- Publication date : 1997-08-11
Richard FJ, Fortier MA, Sirard MA. Role of the cyclic adenosine monophosphate-dependent protein kinase in the control of meiotic resumption in bovine oocytes cultured with thecal cell monolayers. Biol. Reprod. 1997;56:1363-9. PubMed PMID: 9166686.
1-methyl-3-isobutylxanthine adenylyl cyclases animals cattle cell communication cells, cultured colforsin cyclic amp-dependent protein kinases enzyme inhibitors female in vitro techniques isoquinolines meiosis oocytes oogenesis phosphodiesterase inhibitors signal transduction sulfonamides theca cells
It has long been known that intracellular levels of cAMP are implicated in the process of meiotic resumption in bovine oocytes.
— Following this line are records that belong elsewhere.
//! HTTP transport layer for the Jira client.

use crate::config::{ClientConfig, JiraAuth};
use crate::error::{JiraError, JiraResult};
use base64::Engine;
use reqwest::{header, Client, RequestBuilder, Response};
use serde::{de::DeserializeOwned, Serialize};
use std::sync::Arc;
use tracing::{debug, warn};

/// HTTP transport for making API requests.
#[derive(Debug, Clone)]
pub struct HttpTransport {
    client: Client,
    config: Arc<ClientConfig>,
}

impl HttpTransport {
    /// Create a new HTTP transport with the given configuration.
    pub fn new(config: Arc<ClientConfig>) -> JiraResult<Self> {
        let mut headers = header::HeaderMap::new();
        headers.insert(
            header::ACCEPT,
            header::HeaderValue::from_static("application/json"),
        );

        let credentials = match &config.auth {
            JiraAuth::Basic { email, api_token } => {
                let encoded = base64::engine::general_purpose::STANDARD
                    .encode(format!("{}:{}", email, api_token));
                format!("Basic {}", encoded)
            }
            JiraAuth::Bearer(token) => format!("Bearer {}", token),
        };
        let mut auth_value = header::HeaderValue::from_str(&credentials)
            .map_err(|_| JiraError::Config("Invalid credential format".to_string()))?;
        auth_value.set_sensitive(true);
        headers.insert(header::AUTHORIZATION, auth_value);

        let client = Client::builder()
            .timeout(config.timeout)
            .default_headers(headers)
            .build()?;

        Ok(Self { client, config })
    }

    /// Resolve an API path against the base URL, keeping any context path.
    fn build_url(&self, path: &str) -> JiraResult<url::Url> {
        Ok(self.config.base_url.join(path.trim_start_matches('/'))?)
    }

    /// Execute a request with retries.
    async fn execute_with_retry(&self, request_builder: RequestBuilder) -> JiraResult<Response> {
        let retry_config = &self.config.retry_config;
        let mut attempts = 0;

        loop {
            let request = request_builder
                .try_clone()
                .ok_or_else(|| JiraError::Config("Request cannot be cloned".to_string()))?;

            match request.send().await {
                Ok(response) => {
                    let status = response.status().as_u16();

                    if response.status().is_success() {
                        return Ok(response);
                    }

                    let retry_after = response
                        .headers()
                        .get(header::RETRY_AFTER)
                        .and_then(|v| v.to_str().ok())
                        .and_then(|v| v.trim().parse::<u64>().ok());

                    if attempts < retry_config.max_retries
                        && retry_config.should_retry_status(status)
                    {
                        let backoff = retry_config.delay(attempts, retry_after);
                        warn!(
                            status = status,
                            attempt = attempts + 1,
                            backoff_ms = backoff.as_millis(),
                            "Jira request failed, retrying"
                        );
                        tokio::time::sleep(backoff).await;
                        attempts += 1;
                        continue;
                    }

                    let body = response.text().await.unwrap_or_default();
                    return Err(JiraError::from_response(status, &body, retry_after));
                }
                Err(e) if e.is_timeout() => {
                    if attempts < retry_config.max_retries {
                        let backoff = retry_config.backoff_for_attempt(attempts);
                        warn!(
                            attempt = attempts + 1,
                            backoff_ms = backoff.as_millis(),
                            "Jira request timed out, retrying"
                        );
                        tokio::time::sleep(backoff).await;
                        attempts += 1;
                        continue;
                    }
                    return Err(JiraError::Timeout);
                }
                Err(e) => return Err(e.into()),
            }
        }
    }

    /// Decode a JSON body; an empty body (204) decodes as `null`.
    async fn read_json<T: DeserializeOwned>(response: Response) -> JiraResult<T> {
        let text = response.text().await?;
        if text.trim().is_empty() {
            return Ok(serde_json::from_str("null")?);
        }
        Ok(serde_json::from_str(&text)?)
    }

    /// Execute a GET request.
    pub async fn get<T: DeserializeOwned>(&self, path: &str) -> JiraResult<T> {
        let url = self.build_url(path)?;
        debug!(url = %url, "GET request");

        let response = self.execute_with_retry(self.client.get(url)).await?;
        Self::read_json(response).await
    }

    /// Execute a GET request with query parameters.
    pub async fn get_with_query<T: DeserializeOwned, Q: Serialize + ?Sized>(
        &self,
        path: &str,
        query: &Q,
    ) -> JiraResult<T> {
        let url = self.build_url(path)?;
        debug!(url = %url, "GET request with query");

        let response = self
            .execute_with_retry(self.client.get(url).query(query))
            .await?;
        Self::read_json(response).await
    }

    /// Execute a POST request.
    pub async fn post<T: DeserializeOwned, B: Serialize + ?Sized>(
        &self,
        path: &str,
        body: &B,
    ) -> JiraResult<T> {
        let url = self.build_url(path)?;
        debug!(url = %url, "POST request");

        let response = self
            .execute_with_retry(self.client.post(url).json(body))
            .await?;
        Self::read_json(response).await
    }

    /// Execute a POST request whose success response carries no body.
    pub async fn post_no_response<B: Serialize + ?Sized>(&self, path: &str, body: &B) -> JiraResult<()> {
        let url = self.build_url(path)?;
        debug!(url = %url, "POST request (no response)");

        self.execute_with_retry(self.client.post(url).json(body))
            .await?;
        Ok(())
    }

    /// Execute a PUT request whose success response carries no body.
    pub async fn put_no_response<B: Serialize + ?Sized>(&self, path: &str, body: &B) -> JiraResult<()> {
        let url = self.build_url(path)?;
        debug!(url = %url, "PUT request (no response)");

        self.execute_with_retry(self.client.put(url).json(body))
            .await?;
        Ok(())
    }

    /// Execute a DELETE request without a response body.
    pub async fn delete_no_response(&self, path: &str) -> JiraResult<()> {
        let url = self.build_url(path)?;
        debug!(url = %url, "DELETE request (no response)");

        self.execute_with_retry(self.client.delete(url)).await?;
        Ok(())
    }
}
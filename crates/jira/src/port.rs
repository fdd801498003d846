//! Issue tracker port; `JiraClient` is the production adapter.

use crate::client::JiraClient;
use crate::error::JiraResult;
use crate::types::{
    Comment, CommentPage, CreateIssueRequest, CreatedIssue, Issue, IssueTypeStatuses, Project,
    SearchRequest, SearchResults, Transition, UpdateIssueRequest, User,
};
use async_trait::async_trait;

/// Operations the MCP tools and use cases need from an issue tracker.
#[async_trait]
pub trait IssueTracker: Send + Sync {
    async fn myself(&self) -> JiraResult<User>;

    async fn get_issue(&self, key: &str, fields: &[String]) -> JiraResult<Issue>;

    async fn search(&self, request: &SearchRequest) -> JiraResult<SearchResults>;

    async fn create_issue(&self, request: &CreateIssueRequest) -> JiraResult<CreatedIssue>;

    async fn update_issue(&self, key: &str, request: &UpdateIssueRequest) -> JiraResult<()>;

    async fn delete_issue(&self, key: &str, delete_subtasks: bool) -> JiraResult<()>;

    async fn list_transitions(&self, key: &str) -> JiraResult<Vec<Transition>>;

    async fn transition_issue(
        &self,
        key: &str,
        transition_id: &str,
        comment: Option<&str>,
    ) -> JiraResult<()>;

    async fn add_comment(&self, key: &str, body: &str) -> JiraResult<Comment>;

    async fn list_comments(&self, key: &str, start_at: u32, max_results: u32)
        -> JiraResult<CommentPage>;

    async fn assign_issue(&self, key: &str, account_id: Option<&str>) -> JiraResult<()>;

    async fn list_projects(&self) -> JiraResult<Vec<Project>>;

    async fn get_project(&self, key: &str) -> JiraResult<Project>;

    async fn project_statuses(&self, key: &str) -> JiraResult<Vec<IssueTypeStatuses>>;
}

#[async_trait]
impl IssueTracker for JiraClient {
    async fn myself(&self) -> JiraResult<User> {
        self.users().myself().await
    }

    async fn get_issue(&self, key: &str, fields: &[String]) -> JiraResult<Issue> {
        self.issues().get(key, fields).await
    }

    async fn search(&self, request: &SearchRequest) -> JiraResult<SearchResults> {
        JiraClient::search(self).jql(request).await
    }

    async fn create_issue(&self, request: &CreateIssueRequest) -> JiraResult<CreatedIssue> {
        self.issues().create(request).await
    }

    async fn update_issue(&self, key: &str, request: &UpdateIssueRequest) -> JiraResult<()> {
        self.issues().update(key, request).await
    }

    async fn delete_issue(&self, key: &str, delete_subtasks: bool) -> JiraResult<()> {
        self.issues().delete(key, delete_subtasks).await
    }

    async fn list_transitions(&self, key: &str) -> JiraResult<Vec<Transition>> {
        self.transitions().list(key).await
    }

    async fn transition_issue(
        &self,
        key: &str,
        transition_id: &str,
        comment: Option<&str>,
    ) -> JiraResult<()> {
        self.transitions().perform(key, transition_id, comment).await
    }

    async fn add_comment(&self, key: &str, body: &str) -> JiraResult<Comment> {
        self.comments().add(key, body).await
    }

    async fn list_comments(
        &self,
        key: &str,
        start_at: u32,
        max_results: u32,
    ) -> JiraResult<CommentPage> {
        self.comments().list(key, start_at, max_results).await
    }

    async fn assign_issue(&self, key: &str, account_id: Option<&str>) -> JiraResult<()> {
        self.issues().assign(key, account_id).await
    }

    async fn list_projects(&self) -> JiraResult<Vec<Project>> {
        self.projects().list().await
    }

    async fn get_project(&self, key: &str) -> JiraResult<Project> {
        self.projects().get(key).await
    }

    async fn project_statuses(&self, key: &str) -> JiraResult<Vec<IssueTypeStatuses>> {
        self.projects().statuses(key).await
    }
}
//! Configuration types for the Jira client.

use std::fmt;
use std::time::Duration;
use url::Url;

/// Credentials sent with every request.
#[derive(Clone)]
pub enum JiraAuth {
    /// Jira Cloud: account email plus API token.
    Basic { email: String, api_token: String },
    /// Jira Server / Data Center personal access token.
    Bearer(String),
}

impl fmt::Debug for JiraAuth {
    fn fmt(&self, f: &mut fmt::Formatter<'_>) -> fmt::Result {
        match self {
            Self::Basic { email, .. } => f
                .debug_struct("Basic")
                .field("email", email)
                .field("api_token", &"***")
                .finish(),
            Self::Bearer(_) => f.debug_tuple("Bearer").field(&"***").finish(),
        }
    }
}

/// Configuration for the Jira client.
#[derive(Debug, Clone)]
pub struct ClientConfig {
    /// Base URL of the Jira instance, always ending in `/`.
    pub base_url: Url,
    pub auth: JiraAuth,
    /// Request timeout.
    pub timeout: Duration,
    pub retry_config: RetryConfig,
}

impl ClientConfig {
    pub fn new(base_url: Url, auth: JiraAuth) -> Self {
        Self {
            base_url,
            auth,
            timeout: Duration::from_secs(30),
            retry_config: RetryConfig::default(),
        }
    }
}

/// Configuration for retry behavior.
#[derive(Debug, Clone)]
pub struct RetryConfig {
    /// Maximum number of retries.
    pub max_retries: u32,
    /// Initial backoff duration.
    pub initial_backoff: Duration,
    /// Maximum backoff duration, also caps `Retry-After`.
    pub max_backoff: Duration,
    /// Backoff multiplier.
    pub backoff_multiplier: f64,
    /// HTTP status codes to retry on.
    pub retry_on_status_codes: Vec<u16>,
}

impl Default for RetryConfig {
    fn default() -> Self {
        Self {
            max_retries: 3,
            initial_backoff: Duration::from_millis(250),
            max_backoff: Duration::from_secs(30),
            backoff_multiplier: 2.0,
            retry_on_status_codes: vec![429, 500, 502, 503, 504],
        }
    }
}

impl RetryConfig {
    /// Create a configuration with no retries.
    pub fn no_retry() -> Self {
        Self {
            max_retries: 0,
            ..Default::default()
        }
    }

    /// Calculate backoff duration for a given attempt.
    pub fn backoff_for_attempt(&self, attempt: u32) -> Duration {
        let backoff_ms = self.initial_backoff.as_millis() as f64
            * self.backoff_multiplier.powi(attempt as i32);
        let backoff = Duration::from_millis(backoff_ms as u64);
        std::cmp::min(backoff, self.max_backoff)
    }

    /// Delay before the next attempt, preferring the server's `Retry-After`.
    pub fn delay(&self, attempt: u32, retry_after_secs: Option<u64>) -> Duration {
        match retry_after_secs {
            Some(secs) => std::cmp::min(Duration::from_secs(secs), self.max_backoff),
            None => self.backoff_for_attempt(attempt),
        }
    }

    pub fn should_retry_status(&self, status: u16) -> bool {
        self.retry_on_status_codes.contains(&status)
    }
}

#[cfg(test)]
mod tests {
    use super::*;

    #[test]
    fn test_backoff_calculation() {
        let config = RetryConfig::default();

        assert_eq!(config.backoff_for_attempt(0), Duration::from_millis(250));
        assert_eq!(config.backoff_for_attempt(1), Duration::from_millis(500));
        assert_eq!(config.backoff_for_attempt(2), Duration::from_millis(1000));
    }

    #[test]
    fn test_backoff_capped_at_max() {
        let config = RetryConfig {
            max_backoff: Duration::from_millis(500),
            ..Default::default()
        };

        assert_eq!(config.backoff_for_attempt(10), Duration::from_millis(500));
        assert_eq!(config.delay(0, Some(120)), Duration::from_millis(500));
    }

    #[test]
    fn test_retry_after_preferred() {
        let config = RetryConfig::default();
        assert_eq!(config.delay(0, Some(2)), Duration::from_secs(2));
        assert_eq!(config.delay(1, None), Duration::from_millis(500));
    }

    #[test]
    fn test_should_retry_status() {
        let config = RetryConfig::default();

        assert!(config.should_retry_status(429));
        assert!(config.should_retry_status(503));
        assert!(!config.should_retry_status(400));
        assert!(!config.should_retry_status(404));
    }

    #[test]
    fn test_auth_debug_hides_secrets() {
        let auth = JiraAuth::Basic {
            email: "dev@example.com".to_string(),
            api_token: "secret-token".to_string(),
        };
        let debug = format!("{:?}", auth);
        assert!(debug.contains("dev@example.com"));
        assert!(!debug.contains("secret-token"));

        let debug = format!("{:?}", JiraAuth::Bearer("pat-value".to_string()));
        assert!(!debug.contains("pat-value"));
    }

    #[test]
    fn test_client_config_defaults() {
        let url = Url::parse("https://example.atlassian.net/").unwrap();
        let config = ClientConfig::new(url, JiraAuth::Bearer("t".to_string()));

        assert_eq!(config.timeout, Duration::from_secs(30));
        assert_eq!(config.retry_config.max_retries, 3);
    }
}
The present study was undertaken to evaluate the effects of various modulators of cAMP in a coculture system with thecal cell monolayers that have been shown to promote meiotic arrest (germinal vesicle [GV] stage) in bovine oocytes. Ovaries were obtained from a slaughterhouse, and oocytes were collected by puncture of 1- to 5-mm follicles. Cumulus-oocyte complexes (COC) were cultured for 18 h in tissue culture medium 199 supplemented with 10% fetal calf serum and various modulators. When H-89 (N-[2-(p-bromocinnamylamino)ethyl]-5-isoquinole-sulfonamide) , a protein kinase A inhibitor, was used alone, a significant increase (p < 0.05) in the percentage of COC maintained in GV stage was observed. In the coculture system with thecal cell monolayers that maintained oocytes at the GV stage, H-89 significantly (p < 0.05) decreased this percentage. When oocytes were denuded of their cumulus cells, H-89 (50 microM) alone did not significantly increase the percentage of oocytes maintained at the GV stage. In addition, denuded oocytes were not significantly maintained at the GV stage when cocultured with thecal cell monolayers. In the absence of thecal cell monolayers, a phosphodiesterase inhibitor, 3-isobutyl-1-methylxanthine (Bx), and an activator of adenylate cyclase, forskolin (Fk), significantly increased (p < 0.05) the percentage of denuded oocytes maintained at the GV stage. In contrast, Bx-Fk were not effective in maintaining COC at the GV stage. The inhibitory effect of H-89 on COC was significantly increased (p < 0.05) by Bx-Fk. Using thecal cell monolayers with Bx-Fk, the percentage of COC maintained at the GV stage was not significantly decreased. These results suggest that oocytes were maintained in meiotic arrest by inhibition of cAMP-dependent protein kinase by H-89 in cumulus cells. It seems that inhibitory factors originating from thecal cells are regulated by a cAMP-dependent protein kinase. In turn, inhibitory factors released from thecal cells may regulate a cAMP-dependent protein kinase in cumulus cells.